(Data supplied):
↓↓↓

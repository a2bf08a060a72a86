//! Cart aggregate: product ids mapped to quantities.
//!
//! Every mutation builds the new line list, writes it to storage as one
//! JSON array and only then commits it in memory, so a failed write leaves
//! the cart as it was. A successful write publishes
//! [`StorefrontEvent::CartChanged`].

use std::sync::Arc;

use crate::error::{Result, StorefrontError};
use crate::events::{EventBus, StorefrontEvent};
use crate::models::{CartLine, ProductId};
use crate::storage::{self, Storage};

/// A user's shopping cart.
#[derive(Debug)]
pub struct Cart<S> {
    /// Backend the lines are persisted to.
    storage: S,
    /// Bus notified after every write.
    bus: Arc<EventBus>,
    /// Storage key of the line list.
    key: String,
    /// Lines in insertion order; every quantity is at least 1.
    lines: Vec<CartLine>,
}

impl<S: Storage> Cart<S> {
    /// Hydrates the cart stored under `key`. Malformed stored data yields
    /// an empty cart.
    ///
    /// # Errors
    ///
    /// Returns an error if the storage backend fails to read.
    #[inline]
    pub fn load<T: Into<String>>(storage: S, bus: Arc<EventBus>, key: T) -> Result<Self> {
        let storage_key = key.into();
        let lines = read_lines(&storage, &storage_key)?;
        Ok(Self {
            storage,
            bus,
            key: storage_key,
            lines,
        })
    }

    /// Adds `quantity` units of a product, merging with an existing line.
    ///
    /// # Errors
    ///
    /// Returns [`StorefrontError::Validation`] for a zero quantity, or a
    /// storage error if the write fails.
    #[tracing::instrument(skip_all, fields(product_id = %product_id, quantity = quantity))]
    #[inline]
    pub fn add_to_cart(&mut self, product_id: &ProductId, quantity: u32) -> Result<()> {
        if quantity == 0 {
            return Err(StorefrontError::validation("Quantity must be at least 1."));
        }
        let mut lines = self.lines.clone();
        match lines.iter_mut().find(|line| line.product_id == *product_id) {
            Some(line) => line.quantity = line.quantity.saturating_add(quantity),
            None => lines.push(CartLine {
                product_id: product_id.clone(),
                quantity,
            }),
        }
        self.commit(lines)
    }

    /// Sets a line's quantity. Values at or below zero drop the line;
    /// unknown products are ignored.
    ///
    /// # Errors
    ///
    /// Returns a storage error if the write fails.
    #[tracing::instrument(skip_all, fields(product_id = %product_id, new_quantity = new_quantity))]
    #[inline]
    pub fn update_quantity(&mut self, product_id: &ProductId, new_quantity: i64) -> Result<()> {
        if !self.contains(product_id) {
            return Ok(());
        }
        let clamped = u32::try_from(new_quantity.max(0)).unwrap_or(u32::MAX);
        let lines = self
            .lines
            .iter()
            .filter_map(|line| {
                if line.product_id != *product_id {
                    return Some(line.clone());
                }
                (clamped > 0).then(|| CartLine {
                    product_id: line.product_id.clone(),
                    quantity: clamped,
                })
            })
            .collect();
        self.commit(lines)
    }

    /// Drops a product's line. Removing an absent product is a no-op.
    ///
    /// # Errors
    ///
    /// Returns a storage error if the write fails.
    #[tracing::instrument(skip_all, fields(product_id = %product_id))]
    #[inline]
    pub fn remove_from_cart(&mut self, product_id: &ProductId) -> Result<()> {
        if !self.contains(product_id) {
            return Ok(());
        }
        let lines = self
            .lines
            .iter()
            .filter(|line| line.product_id != *product_id)
            .cloned()
            .collect();
        self.commit(lines)
    }

    /// Empties the cart.
    ///
    /// # Errors
    ///
    /// Returns a storage error if the write fails.
    #[tracing::instrument(skip_all)]
    #[inline]
    pub fn clear_cart(&mut self) -> Result<()> {
        self.commit(Vec::new())
    }

    /// Re-reads the lines from storage, replacing the in-memory state.
    ///
    /// # Errors
    ///
    /// Returns an error if the storage backend fails to read.
    #[inline]
    pub fn reload(&mut self) -> Result<()> {
        self.lines = read_lines(&self.storage, &self.key)?;
        Ok(())
    }

    /// Total number of units across all lines.
    #[inline]
    #[must_use]
    pub fn item_count(&self) -> u64 {
        self.lines.iter().map(|line| u64::from(line.quantity)).sum()
    }

    /// Quantity of one product, or 0 if it is not in the cart.
    #[inline]
    #[must_use]
    pub fn item_quantity(&self, product_id: &ProductId) -> u32 {
        self.lines
            .iter()
            .find(|line| line.product_id == *product_id)
            .map_or(0, |line| line.quantity)
    }

    /// Returns `true` if the cart has at least one line.
    #[inline]
    #[must_use]
    pub fn has_items(&self) -> bool {
        !self.lines.is_empty()
    }

    /// Current lines in insertion order.
    #[inline]
    #[must_use]
    pub fn lines(&self) -> &[CartLine] {
        &self.lines
    }

    /// Storage key the cart is persisted under.
    #[inline]
    #[must_use]
    pub fn key(&self) -> &str {
        &self.key
    }

    /// Returns `true` if a line exists for the product.
    fn contains(&self, product_id: &ProductId) -> bool {
        self.lines.iter().any(|line| line.product_id == *product_id)
    }

    /// Persists `lines`, then commits them and notifies subscribers.
    fn commit(&mut self, lines: Vec<CartLine>) -> Result<()> {
        storage::save_json(&self.storage, &self.key, &lines)?;
        self.lines = lines;
        tracing::debug!(lines = self.lines.len(), units = self.item_count(), "cart saved");
        self.bus.publish(&StorefrontEvent::CartChanged);
        Ok(())
    }
}

/// Loads lines, dropping zero quantities and folding repeated products
/// into their first line (saturating, like [`Cart::add_to_cart`]).
fn read_lines<S: Storage + ?Sized>(storage: &S, key: &str) -> Result<Vec<CartLine>> {
    let stored: Vec<CartLine> = storage::load_list(storage, key)?;
    let mut lines: Vec<CartLine> = Vec::with_capacity(stored.len());
    for line in stored {
        if line.quantity == 0 {
            continue;
        }
        match lines.iter_mut().find(|kept| kept.product_id == line.product_id) {
            Some(kept) => kept.quantity = kept.quantity.saturating_add(line.quantity),
            None => lines.push(line),
        }
    }
    Ok(lines)
}

#[cfg(test)]
mod tests {
    use super::*;
    use crate::events;
    use crate::storage::InMemoryStorage;

    const KEY: &str = "nxtbazaar-cart-guest";

    fn new_cart() -> (Cart<Arc<InMemoryStorage>>, Arc<InMemoryStorage>, Arc<EventBus>) {
        let storage = Arc::new(InMemoryStorage::new());
        let bus = Arc::new(EventBus::new());
        let cart = Cart::load(Arc::clone(&storage), Arc::clone(&bus), KEY).unwrap();
        (cart, storage, bus)
    }

    fn pid(id: &str) -> ProductId {
        ProductId::from(id)
    }

    #[test]
    fn add_merges_repeated_products() {
        let (mut cart, _, _) = new_cart();
        cart.add_to_cart(&pid("p1"), 2).unwrap();
        cart.add_to_cart(&pid("p1"), 3).unwrap();
        cart.add_to_cart(&pid("p2"), 1).unwrap();
        assert_eq!(cart.lines().len(), 2);
        assert_eq!(cart.item_quantity(&pid("p1")), 5);
        assert_eq!(cart.item_count(), 6);
    }

    #[test]
    fn add_zero_is_rejected_without_writing() {
        let (mut cart, storage, bus) = new_cart();
        let seen = events::record(&bus);
        let err = cart.add_to_cart(&pid("p1"), 0).unwrap_err();
        assert!(matches!(err, StorefrontError::Validation(_)));
        assert!(!cart.has_items());
        assert!(storage.get(KEY).unwrap().is_none());
        assert!(seen.lock().unwrap().is_empty());
    }

    #[test]
    fn add_saturates() {
        let (mut cart, _, _) = new_cart();
        cart.add_to_cart(&pid("p1"), u32::MAX).unwrap();
        cart.add_to_cart(&pid("p1"), 10).unwrap();
        assert_eq!(cart.item_quantity(&pid("p1")), u32::MAX);
    }

    #[test]
    fn update_quantity_sets_and_drops() {
        let (mut cart, _, _) = new_cart();
        cart.add_to_cart(&pid("p1"), 2).unwrap();
        cart.add_to_cart(&pid("p2"), 2).unwrap();

        cart.update_quantity(&pid("p1"), 7).unwrap();
        cart.update_quantity(&pid("p1"), 7).unwrap();
        assert_eq!(cart.item_quantity(&pid("p1")), 7);

        cart.update_quantity(&pid("p2"), -4).unwrap();
        assert_eq!(cart.item_quantity(&pid("p2")), 0);
        assert_eq!(cart.lines().len(), 1);
        assert_eq!(cart.item_count(), 7);
    }

    #[test]
    fn update_unknown_product_is_noop() {
        let (mut cart, storage, _) = new_cart();
        cart.update_quantity(&pid("ghost"), 3).unwrap();
        assert!(!cart.has_items());
        assert!(storage.get(KEY).unwrap().is_none());
    }

    #[test]
    fn remove_and_clear() {
        let (mut cart, _, _) = new_cart();
        cart.add_to_cart(&pid("p1"), 1).unwrap();
        cart.add_to_cart(&pid("p2"), 1).unwrap();
        cart.remove_from_cart(&pid("p1")).unwrap();
        cart.remove_from_cart(&pid("p1")).unwrap();
        assert_eq!(cart.lines().len(), 1);
        cart.clear_cart().unwrap();
        assert!(!cart.has_items());
        assert_eq!(cart.item_count(), 0);
    }

    #[test]
    fn count_matches_sum_after_mixed_operations() {
        let (mut cart, _, _) = new_cart();
        let ops: [(&str, i64); 6] = [("a", 3), ("b", 2), ("a", 0), ("c", 5), ("b", 9), ("c", -1)];
        for (id, qty) in ops {
            if cart.item_quantity(&pid(id)) == 0 {
                cart.add_to_cart(&pid(id), u32::try_from(qty.max(1)).unwrap())
                    .unwrap();
            } else {
                cart.update_quantity(&pid(id), qty).unwrap();
            }
        }
        let sum: u64 = cart.lines().iter().map(|line| u64::from(line.quantity)).sum();
        assert_eq!(cart.item_count(), sum);
        assert!(cart.lines().iter().all(|line| line.quantity > 0));
    }

    #[test]
    fn every_write_persists_and_publishes() {
        let (mut cart, storage, bus) = new_cart();
        let seen = events::record(&bus);
        cart.add_to_cart(&pid("p1"), 2).unwrap();
        cart.update_quantity(&pid("p1"), 4).unwrap();
        cart.remove_from_cart(&pid("p1")).unwrap();
        assert_eq!(seen.lock().unwrap().len(), 3);
        assert!(
            seen.lock()
                .unwrap()
                .iter()
                .all(|event| *event == StorefrontEvent::CartChanged)
        );
        assert_eq!(storage.get(KEY).unwrap().as_deref(), Some("[]"));
    }

    #[test]
    fn reload_picks_up_external_writes() {
        let (mut cart, storage, _) = new_cart();
        cart.add_to_cart(&pid("p1"), 1).unwrap();
        storage
            .set(
                KEY,
                r#"[{"productId":"p9","quantity":4},{"productId":"p0","quantity":0}]"#.to_owned(),
            )
            .unwrap();
        cart.reload().unwrap();
        assert_eq!(cart.item_quantity(&pid("p9")), 4);
        assert_eq!(cart.item_quantity(&pid("p1")), 0);
        assert_eq!(cart.lines().len(), 1);
    }

    #[test]
    fn repeated_stored_products_are_merged() {
        let storage = Arc::new(InMemoryStorage::new());
        storage
            .set(
                KEY,
                r#"[{"productId":"p1","quantity":2},{"productId":"p2","quantity":1},{"productId":"p1","quantity":5}]"#
                    .to_owned(),
            )
            .unwrap();
        let mut cart = Cart::load(Arc::clone(&storage), Arc::new(EventBus::new()), KEY).unwrap();
        assert_eq!(cart.lines().len(), 2);
        assert_eq!(cart.item_quantity(&pid("p1")), 7);
        assert_eq!(cart.item_count(), 8);

        cart.update_quantity(&pid("p1"), 3).unwrap();
        assert_eq!(cart.item_count(), 4);
        assert_eq!(
            storage.get(KEY).unwrap().as_deref(),
            Some(r#"[{"productId":"p1","quantity":3},{"productId":"p2","quantity":1}]"#)
        );
    }

    #[test]
    fn merged_duplicates_saturate() {
        let storage = Arc::new(InMemoryStorage::new());
        let max = u32::MAX;
        storage
            .set(
                KEY,
                format!(r#"[{{"productId":"p1","quantity":{max}}},{{"productId":"p1","quantity":9}}]"#),
            )
            .unwrap();
        let cart = Cart::load(storage, Arc::new(EventBus::new()), KEY).unwrap();
        assert_eq!(cart.item_quantity(&pid("p1")), u32::MAX);
    }

    #[test]
    fn persisted_lines_survive_reopen() {
        let (mut cart, storage, bus) = new_cart();
        cart.add_to_cart(&pid("p1"), 2).unwrap();
        let reopened = Cart::load(Arc::clone(&storage), bus, KEY).unwrap();
        assert_eq!(reopened.lines(), cart.lines());
    }
}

↑↑↑

(Your assignment): Return each line of the records above in which the word "CartChanged" occurs.

(Result of the task):
//! [`StorefrontEvent::CartChanged`].
        self.bus.publish(&StorefrontEvent::CartChanged);
                .all(|event| *event == StorefrontEvent::CartChanged)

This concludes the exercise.